Sinon, en fin de journée on s'est grouillé de quitter le boulot pour aller au showcase des Ting Tings, live @ Apple Store SoHo. Découvert après une écoute a la radio, leur prestation au store était l'occasion de les voir, les autres dates étant sold out y compris dans les villes alentours. Et bien c'était vraiment bien, le duo maitrisant un vrai rock défouloir aux bonnes mélodies (normal ils ont un accent anglais a couper au couteau) ; de plus, le gars qui ne quitte jamais ces lunettes de soleil peut simultanement jouer de la guitare et de la batterie tout en assurant les arrières de sa voix, tandis que la Katie chante d'une voix bien rodé, s'occupant de la boite a rythme et de divers autres instruments y compris évidemment, d'une guitare assez puissante. Rencontrés apres le show, ils adorent Paris et s'empresseront de repasser en France dès qu'ils pourront. En attendant, les US les attendent.

The Ting Tings myspace


jeudi 5 juin 2008

M83, live @ Music Hall of Williamsburg

Après m'être barré de Ayo un mois et demi avant, plus aucune opportunité d'assister a un concert (supposément) décent par le Burex ne s'était présenté. Il était temps d'inverser la tendance avec M83, petit jeune de nos contrées, bien entourés et produisant un son électro très grisant, trippant sur CD et nettement plus violent sur scène. Son dernier album, "Saturdays = Youth" s'attarde sur la nostalgie de l'adolescence et des réminiscences de certains moments de nos années 80 ; des thèmes qui me sont chers, d'autant que le monsieur partage certaines références cinés et amourettes de pellicules avec lesquelles on ne peut qu'adhérer !
Bien cadrés sur la scène du Music Hall, on pu voir des machines bizarres, deux guitares et une batterie planquée derrière des panneaux en verre pour se défaire de la violence du son. Entre électro un peu maniéré et grandes envoyées lyriques, le concert de presque deux heures a été aussi poignant qu'un passage forcé a l'age adulte.

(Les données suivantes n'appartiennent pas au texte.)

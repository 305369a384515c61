//! backends/slack.rs
//! Backend Slack (incoming webhooks): un attachment con color de acento y
//! bloques mrkdwn. El envío y el registro del resultado son los mismos que Discord.

use serde::{Deserialize, Serialize};
use serde_json::{json, Value};

use crate::backends::form::WebhookConfigForm;
use crate::backends::{
    alert_color, parse_settings, truncate_chars, Backend, BackendError, BackendRegistration,
    ConfigForm, COLOR_DEFAULT, MAX_TITLE_CHARS,
};
use crate::config::app_config::DeliverySettings;
use crate::models::alert_model::{AlertReason, AlertRequest};
use crate::models::issue_model::{Issue, PLACEHOLDER_ISSUE_PATH};
use crate::models::messaging_service_model::MessagingServiceConfig;
use crate::services::task_runner::{DeliveryJob, JobContext, TaskRunner};

pub const KIND: &str = "slack";

#[derive(Debug, Clone, PartialEq, Eq, Serialize, Deserialize)]
pub struct SlackConfig {
    pub webhook_url: String,
}

/// Slack interpreta &, < y > dentro de mrkdwn.
fn escape_mrkdwn(s: &str) -> String {
    s.replace('&', "&amp;")
        .replace('<', "&lt;")
        .replace('>', "&gt;")
}

fn hex_color(color: u32) -> String {
    format!("#{:06x}", color)
}

fn section(text: String) -> Value {
    json!({ "type": "section", "text": { "type": "mrkdwn", "text": text } })
}

fn project_context(project_name: &str) -> Value {
    json!({
        "type": "context",
        "elements": [
            { "type": "mrkdwn", "text": format!("*Project:* {}", escape_mrkdwn(project_name)) }
        ]
    })
}

pub fn test_message_payload(
    settings: &DeliverySettings,
    project_name: &str,
    display_name: &str,
) -> Value {
    let title = format!(
        "Test message by {} to test the webhook setup.",
        settings.site_title
    );
    let url = settings.absolute_url(PLACEHOLDER_ISSUE_PATH);

    json!({
        "text": format!("TEST issue: {}", title),
        "attachments": [{
            "color": hex_color(COLOR_DEFAULT),
            "blocks": [
                section("*TEST issue*".to_string()),
                section(format!("<{}|{}>", url, escape_mrkdwn(&title))),
                {
                    "type": "context",
                    "elements": [
                        { "type": "mrkdwn", "text": format!("*Project:* {}", escape_mrkdwn(project_name)) },
                        { "type": "mrkdwn", "text": format!("*Message backend:* {}", escape_mrkdwn(display_name)) }
                    ]
                }
            ]
        }]
    })
}

pub fn alert_payload(
    settings: &DeliverySettings,
    issue: &Issue,
    alert_reason: &AlertReason,
    unmute_reason: Option<&str>,
) -> Value {
    let title = truncate_chars(&issue.title(), MAX_TITLE_CHARS);
    let url = settings.absolute_url(&issue.absolute_path());

    let mut blocks = vec![
        section(format!("*{} issue*", alert_reason)),
        section(format!("<{}|{}>", url, escape_mrkdwn(&title))),
    ];
    if let Some(reason) = unmute_reason.filter(|r| !r.is_empty()) {
        blocks.push(section(escape_mrkdwn(reason)));
    }
    blocks.push(project_context(&issue.project_name));

    json!({
        "text": format!("{} issue: {}", alert_reason, title),
        "attachments": [{
            "color": hex_color(alert_color(alert_reason)),
            "blocks": blocks
        }]
    })
}

#[derive(Debug, Clone, Serialize, Deserialize)]
#[serde(tag = "kind", rename_all = "snake_case")]
pub enum SlackJob {
    TestMessage {
        webhook_url: String,
        project_name: String,
        display_name: String,
        service_config_id: String,
    },
    Alert {
        webhook_url: String,
        issue_id: String,
        alert_reason: AlertReason,
        service_config_id: String,
        unmute_reason: Option<String>,
    },
}

impl SlackJob {
    pub fn service_config_id(&self) -> &str {
        match self {
            SlackJob::TestMessage {
                service_config_id, ..
            }
            | SlackJob::Alert {
                service_config_id, ..
            } => service_config_id,
        }
    }

    pub async fn run(self, ctx: &JobContext) {
        match self {
            SlackJob::TestMessage {
                webhook_url,
                project_name,
                display_name,
                service_config_id,
            } => {
                let payload = test_message_payload(&ctx.settings, &project_name, &display_name);
                ctx.delivery
                    .send_and_record(&service_config_id, &webhook_url, &payload)
                    .await;
            }
            SlackJob::Alert {
                webhook_url,
                issue_id,
                alert_reason,
                service_config_id,
                unmute_reason,
            } => {
                let outcome = ctx.load_issue(&issue_id).await.map(|issue| {
                    alert_payload(&ctx.settings, &issue, &alert_reason, unmute_reason.as_deref())
                });
                match outcome {
                    Ok(payload) => {
                        ctx.delivery
                            .send_and_record(&service_config_id, &webhook_url, &payload)
                            .await
                    }
                    Err(e) => ctx.delivery.record_outcome(&service_config_id, Err(e)).await,
                }
            }
        }
    }
}

pub struct SlackBackend {
    service_config_id: String,
    project_name: String,
    display_name: String,
    config: SlackConfig,
    runner: TaskRunner,
}

impl Backend for SlackBackend {
    fn kind(&self) -> &'static str {
        KIND
    }

    fn config_form(&self) -> Box<dyn ConfigForm> {
        webhook_form()
    }

    fn send_test_message(&self) {
        self.runner.schedule(DeliveryJob::Slack(SlackJob::TestMessage {
            webhook_url: self.config.webhook_url.clone(),
            project_name: self.project_name.clone(),
            display_name: self.display_name.clone(),
            service_config_id: self.service_config_id.clone(),
        }));
    }

    // state_description / alert_article no se usan en el mensaje de Slack
    fn send_alert(&self, alert: AlertRequest) {
        self.runner.schedule(DeliveryJob::Slack(SlackJob::Alert {
            webhook_url: self.config.webhook_url.clone(),
            issue_id: alert.issue_id,
            alert_reason: alert.alert_reason,
            service_config_id: self.service_config_id.clone(),
            unmute_reason: alert.unmute_reason,
        }));
    }
}

fn webhook_form() -> Box<dyn ConfigForm> {
    Box::new(WebhookConfigForm)
}

fn build(
    config: &MessagingServiceConfig,
    runner: TaskRunner,
) -> Result<Box<dyn Backend>, BackendError> {
    Ok(Box::new(SlackBackend {
        service_config_id: config.id.clone(),
        project_name: config.project_name.clone(),
        display_name: config.display_name.clone(),
        config: parse_settings(config)?,
        runner,
    }))
}

pub fn registration() -> BackendRegistration {
    BackendRegistration {
        form: webhook_form,
        build,
    }
}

Une review du CD par Pitchfork (US)

Les photos de Brooklyn Vegan ici


jeudi 24 avril 2008

Youpi - C'est reparti

Le soleil, le printemps, les ouvriers qui chantent... Ceux-ci démontent enfin l'échafaudage géant rattaché à l'immeuble adjacent, et qui recouvrait la sortie de métro débouchant sur mon lieu de travail... Le ciel est infini et bleu, surtout ces derniers jours, je redécouvre New York et ses buildings. Il en faut peu.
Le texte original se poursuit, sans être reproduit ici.